Speed detection devices are the instruments traffic and investigation teams use to measure the velocity of a moving vehicle, log a number-plate identity, or correlate a vehicle's presence with a location at a given time. Three technologies dominate Indian practice in 2026: Doppler radar (handheld and fixed), LIDAR speed guns (newer, pricier, more accurate), and ANPR cameras (Automatic Number Plate Recognition, now integrated with the FASTag and CCTV networks). Each one was built for traffic enforcement under the Motor Vehicles Act, 1988. Each one has quietly become a CSI tool that places a suspect vehicle near a scene at a specific minute.
Key takeaways
- Three technologies dominate Indian speed detection practice: Doppler radar, LIDAR speed guns, and ANPR cameras integrated with FASTag and CCTV networks.
- Speed detection devices entered the forensic curriculum because the same calibration discipline and admissibility argument that supports a speeding ticket can also support ANPR-based circumstantial evidence in a homicide.
- Doppler radar works by emitting a continuous microwave signal and decoding the frequency shift of the return signal from a moving vehicle into kilometres per hour.
- ANPR cameras, by logging a number plate at a specific location and time, can place a suspect vehicle near a scene at a precise minute, making them useful as investigation tools beyond traffic enforcement.
- The Motor Vehicles Act 1988 provides the statutory frame for over-speed enforcement under sections 184 and 189, and this same legal foundation supports the admissibility of device readings in criminal proceedings.

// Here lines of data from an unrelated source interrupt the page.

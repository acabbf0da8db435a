//! Static adapter descriptors and lookup.
//!
//! Descriptors carry everything a caller needs before instantiating an
//! adapter: the identifier, the record kinds the site exposes, and the
//! known regional hosts. The registry is initialized lazily and lives for
//! the process lifetime.

use guichet_core::RecordKind;
use std::sync::OnceLock;

use crate::banquepopulaire;

// ============================================================================
// Adapter Descriptor
// ============================================================================

/// Static description of one site adapter.
pub struct AdapterDescriptor {
    /// Stable adapter identifier, lowercase.
    pub name: &'static str,
    /// Human-readable site name.
    pub display_name: &'static str,
    /// ISO country code of the site.
    pub country: &'static str,
    /// Known hosts this adapter can drive.
    pub websites: &'static [&'static str],
    /// Record kinds the adapter can extract.
    pub records: &'static [RecordKind],
}

impl AdapterDescriptor {
    /// Returns true if the adapter can extract the given kind.
    pub fn supports(&self, kind: RecordKind) -> bool {
        self.records.contains(&kind)
    }

    /// Returns true if the adapter drives the given host.
    pub fn drives(&self, website: &str) -> bool {
        self.websites.contains(&website)
    }
}

// ============================================================================
// Adapter Registry
// ============================================================================

/// Static storage for all adapter descriptors.
static DESCRIPTORS: OnceLock<Vec<AdapterDescriptor>> = OnceLock::new();

fn init_descriptors() -> Vec<AdapterDescriptor> {
    vec![banquepopulaire::descriptor()]
}

/// Global registry of all adapter descriptors.
pub struct AdapterRegistry;

impl AdapterRegistry {
    /// Returns all adapter descriptors.
    pub fn all() -> &'static [AdapterDescriptor] {
        DESCRIPTORS.get_or_init(init_descriptors)
    }

    /// Looks up an adapter by its identifier.
    pub fn get(name: &str) -> Option<&'static AdapterDescriptor> {
        Self::all().iter().find(|d| d.name == name)
    }

    /// Looks up the adapter driving the given host.
    pub fn for_website(website: &str) -> Option<&'static AdapterDescriptor> {
        Self::all().iter().find(|d| d.drives(website))
    }

    /// Returns all adapters able to extract the given kind.
    pub fn supporting(kind: RecordKind) -> Vec<&'static AdapterDescriptor> {
        Self::all().iter().filter(|d| d.supports(kind)).collect()
    }

    /// Returns the number of registered adapters.
    pub fn count() -> usize {
        Self::all().len()
    }
}

// ============================================================================
// Tests
// ============================================================================

#[cfg(test)]
mod tests {
    use super::*;

    #[test]
    fn test_registry_lookup_by_name() {
        let desc = AdapterRegistry::get("banquepopulaire");
        assert!(desc.is_some());
        assert_eq!(desc.unwrap().country, "FR");
        assert!(AdapterRegistry::get("unknownbank").is_none());
    }

    #[test]
    fn test_registry_lookup_by_website() {
        let desc = AdapterRegistry::for_website("www.ibps.alsace.banquepopulaire.fr");
        assert!(desc.is_some());
        assert_eq!(desc.unwrap().name, "banquepopulaire");
    }

    #[test]
    fn test_supported_record_kinds() {
        let desc = AdapterRegistry::get("banquepopulaire").unwrap();
        assert!(desc.supports(RecordKind::Account));
        assert!(desc.supports(RecordKind::Transaction));
        assert!(desc.supports(RecordKind::Advisor));
        assert!(!desc.supports(RecordKind::Bill));

        assert_eq!(AdapterRegistry::supporting(RecordKind::Account).len(), 1);
        assert!(AdapterRegistry::supporting(RecordKind::Bill).is_empty());
    }

    #[test]
    fn test_count() {
        assert_eq!(AdapterRegistry::count(), 1);
    }
}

Speed detection sits in Module 2 because the same calibration discipline, error budget, and admissibility argument that makes a 78 km/h speeding ticket stand up in court is what makes an ANPR hit at 02:14 AM on the Delhi-Noida flyway hold up as circumstantial evidence in a homicide. The physics is the same across both contexts; the stakes differ substantially.

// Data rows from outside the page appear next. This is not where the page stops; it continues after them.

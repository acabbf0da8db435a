//! Transport contract and the reqwest-backed implementation.
//!
//! The engine depends only on the [`Transport`] trait: one blocking round
//! trip per call, cookie persistence and redirect following behind it.
//! [`HttpTransport`] is the production implementation; tests substitute
//! scripted transports.

use async_trait::async_trait;
use reqwest::Client;
use std::time::Duration;
use tracing::{debug, instrument};
use url::Url;

use crate::error::TransportError;

/// Default request timeout.
const DEFAULT_TIMEOUT_SECS: u64 = 30;

/// User agent string for Guichet.
const USER_AGENT: &str = concat!("Guichet/", env!("CARGO_PKG_VERSION"));

// ============================================================================
// Request & Response
// ============================================================================

/// HTTP method subset used by site adapters.
#[derive(Debug, Clone, Copy, PartialEq, Eq)]
pub enum Method {
    /// GET request.
    Get,
    /// POST request with form data.
    Post,
}

/// A navigation request.
#[derive(Debug, Clone, PartialEq)]
pub struct Request {
    /// HTTP method.
    pub method: Method,
    /// Absolute URL.
    pub url: String,
    /// Form parameters, sent as the body on POST and ignored on GET
    /// (adapters encode GET parameters into the URL).
    pub form: Vec<(String, String)>,
}

impl Request {
    /// Creates a GET request.
    pub fn get(url: impl Into<String>) -> Self {
        Self {
            method: Method::Get,
            url: url.into(),
            form: Vec::new(),
        }
    }

    /// Creates a POST request with form data.
    pub fn post(url: impl Into<String>, form: Vec<(String, String)>) -> Self {
        Self {
            method: Method::Post,
            url: url.into(),
            form,
        }
    }
}

/// A navigation response after redirects.
#[derive(Debug, Clone)]
pub struct Response {
    /// Final URL after redirect following.
    pub url: String,
    /// HTTP status code.
    pub status: u16,
    /// Response body as text.
    pub body: String,
}

// ============================================================================
// Transport Trait
// ============================================================================

/// One blocking round trip to the site.
///
/// Implementations must persist cookies across calls and follow
/// redirects; the session layer only ever sees the final response.
#[async_trait]
pub trait Transport: Send + Sync {
    /// Sends the request and returns the final response.
    async fn send(&self, req: &Request) -> Result<Response, TransportError>;
}

// ============================================================================
// HTTP Transport
// ============================================================================

/// Production transport backed by reqwest.
///
/// Carries a cookie store for session persistence and follows redirects,
/// which stateful banking sites rely on heavily during authentication.
#[derive(Debug, Clone)]
pub struct HttpTransport {
    inner: Client,
}

impl HttpTransport {
    /// Creates a transport with the default timeout.
    pub fn new() -> Result<Self, TransportError> {
        Self::with_timeout(Duration::from_secs(DEFAULT_TIMEOUT_SECS))
    }

    /// Creates a transport with a custom timeout.
    pub fn with_timeout(timeout: Duration) -> Result<Self, TransportError> {
        let client = Client::builder()
            .timeout(timeout)
            .user_agent(USER_AGENT)
            .cookie_store(true)
            .build()?;
        Ok(Self { inner: client })
    }
}

#[async_trait]
impl Transport for HttpTransport {
    #[instrument(skip(self, req), fields(method = ?req.method, url = %req.url))]
    async fn send(&self, req: &Request) -> Result<Response, TransportError> {
        Url::parse(&req.url).map_err(|e| TransportError::InvalidUrl(e.to_string()))?;
        debug!("Sending request");

        let builder = match req.method {
            Method::Get => self.inner.get(&req.url),
            Method::Post => self.inner.post(&req.url).form(&req.form),
        };

        let response = builder.send().await.map_err(|e| {
            if e.is_timeout() {
                TransportError::Timeout
            } else {
                TransportError::Http(e)
            }
        })?;

        let status = response.status().as_u16();
        let url = response.url().to_string();
        let body = response.text().await?;
        debug!(status, final_url = %url, "Response received");

        if status == 503 {
            return Err(TransportError::Unavailable(url));
        }

        Ok(Response { url, status, body })
    }
}

// ============================================================================
// Tests
// ============================================================================

#[cfg(test)]
mod tests {
    use super::*;

    #[test]
    fn test_request_constructors() {
        let get = Request::get("https://example.com/a");
        assert_eq!(get.method, Method::Get);
        assert!(get.form.is_empty());

        let post = Request::post("https://example.com/b", vec![("k".into(), "v".into())]);
        assert_eq!(post.method, Method::Post);
        assert_eq!(post.form.len(), 1);
    }

    #[tokio::test]
    async fn test_invalid_url_rejected() {
        let transport = HttpTransport::new().unwrap();
        let err = transport.send(&Request::get("not a url")).await.unwrap_err();
        assert!(matches!(err, TransportError::InvalidUrl(_)));
        assert!(!err.is_transient());
    }
}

By the end of this topic you will be able to:
- Explain the Doppler effect and how a radar gun converts a microwave frequency shift into a vehicle speed reading, including the direction and cause of cosine error.
- Explain LIDAR time-of-flight measurement and identify the practical trade-offs between LIDAR and Doppler radar in terms of accuracy, beam width, range, cost, and weather sensitivity.
- Identify the three documents required for a speed-detection prosecution to succeed under the Motor Vehicles Act, 1988 and the consequence of any one being absent.
- Cite the relevant provisions of the Motor Vehicles Act (sections 112, 184, 189) and the Indian Evidence Act (section 65B) that govern over-speed enforcement and the admissibility of device-generated electronic records.
- Describe how ANPR data contributes to a criminal investigation through vehicle-to-scene linkage, route reconstruction, alibi testing, and partial-plate expansion.
- Doppler effect
- The change in observed frequency when the source and the observer move relative to each other. A radar gun emits a known microwave frequency and measures the frequency of the reflected wave; the shift converts directly to vehicle speed.
- Time-of-flight (LIDAR)
- A measurement principle where the device emits short laser pulses and times how long each pulse takes to return. Multiple pulses over a fraction of a second give distance vs time, and the slope is speed.
- ANPR
- Automatic Number Plate Recognition. A camera plus OCR pipeline that reads vehicle number plates at speed and logs the plate, timestamp, and location to a database.
- Calibration cycle
- The periodic re-certification of a speed-measurement device against a traceable reference, usually annually for radar guns and every six months for LIDAR. The certificate is the document the prosecution produces in court.
- Cosine error
- The under-reading of true speed that occurs when the radar or LIDAR beam is not perfectly aligned with the vehicle's direction of motion. Always works in favour of the driver, never against.
- FASTag-ANPR fusion
- Indian highway tolling pairs RFID FASTag reads with ANPR cameras at every electronic toll gantry, creating a national vehicle-position log that investigators can query under proper authority.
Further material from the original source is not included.